In rodents, neonatal exposure to genistein alters ovarian differentiation, reduces fertility and causes uterine cancer later in life. Most of these studies have been done with subcutaneous injections of the aglycone form of the compound, genistein. Mice treated by subcutaneous injection of genistein at a dose of 50 mg/kg/day have peak serum circulating levels of genistein of 3.4–6.2 µM [61]. These levels are similar to infants on soy-based infant formulas.
(Was ich wichtig finde ist, dass im Falle dieser Hormongeschichten bei trächtigen Tieren das Ergebnis scheinbar sehr gut auf den Mensch zu übertragen ist, da die Vorgänge fast identisch sind und sich Erfahrungen im Tierversuch mit denen am Menschen decken. Das ist ja nicht immer der Fall)

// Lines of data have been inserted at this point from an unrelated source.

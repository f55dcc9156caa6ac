use std::sync::LazyLock;

use regex::Regex;

use super::candidates::CandidateSet;
use crate::classify::looks_like_long_maps_url;

static POI_MARKER_RE: LazyLock<Regex> =
    LazyLock::new(|| Regex::new(r"(?i)!3d|!4d").expect("valid regex"));
static CENTER_MARKER_RE: LazyLock<Regex> = LazyLock::new(|| {
    Regex::new(r"@[+-]?\d+(?:\.\d+)?,[+-]?\d+(?:\.\d+)?").expect("valid regex")
});

/// Ranks a candidate by how much location detail it carries.
#[must_use]
pub fn score_candidate(url: &str) -> u32 {
    let mut score = 0;
    if url.contains("/maps/place/") {
        score += 10;
    }
    if POI_MARKER_RE.is_match(url) {
        score += 5;
    }
    if CENTER_MARKER_RE.is_match(url) {
        score += 2;
    }
    score
}

/// Highest-scoring long-form map URL; ties keep the earliest candidate.
#[must_use]
pub fn select_best(candidates: &CandidateSet) -> Option<String> {
    let mut best: Option<(&str, u32)> = None;
    for url in candidates.urls().filter(|u| looks_like_long_maps_url(u)) {
        let score = score_candidate(url);
        if best.is_none_or(|(_, top)| score > top) {
            best = Some((url, score));
        }
    }
    best.map(|(url, _)| url.to_owned())
}

#[cfg(test)]
mod tests {
    use super::*;

    fn set_of(urls: &[&str]) -> CandidateSet {
        let mut set = CandidateSet::new();
        for url in urls {
            set.insert((*url).to_string());
        }
        set
    }

    #[test]
    fn scores_each_marker() {
        assert_eq!(score_candidate("https://www.google.com/maps"), 0);
        assert_eq!(score_candidate("https://www.google.com/maps/place/X"), 10);
        assert_eq!(score_candidate("https://www.google.com/maps/@1.5,2.5,3z"), 2);
        assert_eq!(
            score_candidate("https://www.google.com/maps/place/X/@1.5,2.5,3z/data=!3d1.5!4d2.5"),
            17
        );
    }

    #[test]
    fn picks_the_richest_candidate() {
        let set = set_of(&[
            "https://www.google.com/maps/search/cafe",
            "https://www.google.com/maps/place/Cafe/@1.5,2.5,17z",
            "https://www.google.com/maps/@1.5,2.5,17z",
        ]);
        assert_eq!(
            select_best(&set).as_deref(),
            Some("https://www.google.com/maps/place/Cafe/@1.5,2.5,17z")
        );
    }

    #[test]
    fn ties_keep_first_seen() {
        let set = set_of(&[
            "https://www.google.com/maps/place/First",
            "https://www.google.com/maps/place/Second",
        ]);
        assert_eq!(
            select_best(&set).as_deref(),
            Some("https://www.google.com/maps/place/First")
        );
    }

    #[test]
    fn non_map_hosts_are_ignored() {
        let set = set_of(&[
            "https://example.com/maps/place/X/@1.5,2.5,17z",
            "https://maps.app.goo.gl/maps/place/Y",
        ]);
        assert_eq!(select_best(&set), None);
        assert_eq!(select_best(&CandidateSet::new()), None);
    }

    #[test]
    fn zero_score_long_url_still_qualifies() {
        let set = set_of(&["https://www.google.com/maps?cid=123"]);
        assert_eq!(
            select_best(&set).as_deref(),
            Some("https://www.google.com/maps?cid=123")
        );
    }
}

The National Toxicology Program recently completed its most recent safety assessment of soy infant formula (available at
http://cerhr.niehs.nih.gov/chemicals/ge ... rt_508.pdf) and concluded there is “minimal concern for adverse developmental effects.”It is the same level of concern initially expressed for BPA
So is another reproductive health tragedy silently unfolding with the use of soy infant formula? Most of the reproductive outcomes following fetal exposure to DES were predicted by or replicated in animal models [183,168] emphasizing the importance of animal models for adumbrating potential adverse effects of endocrine disruptors in humans. Evidence for concern is emerging from a steady stream of laboratory animal data. The difficulty for public health agencies, parents and physicians is determining if the observed effects reliably predict what is likely to be happening in humans.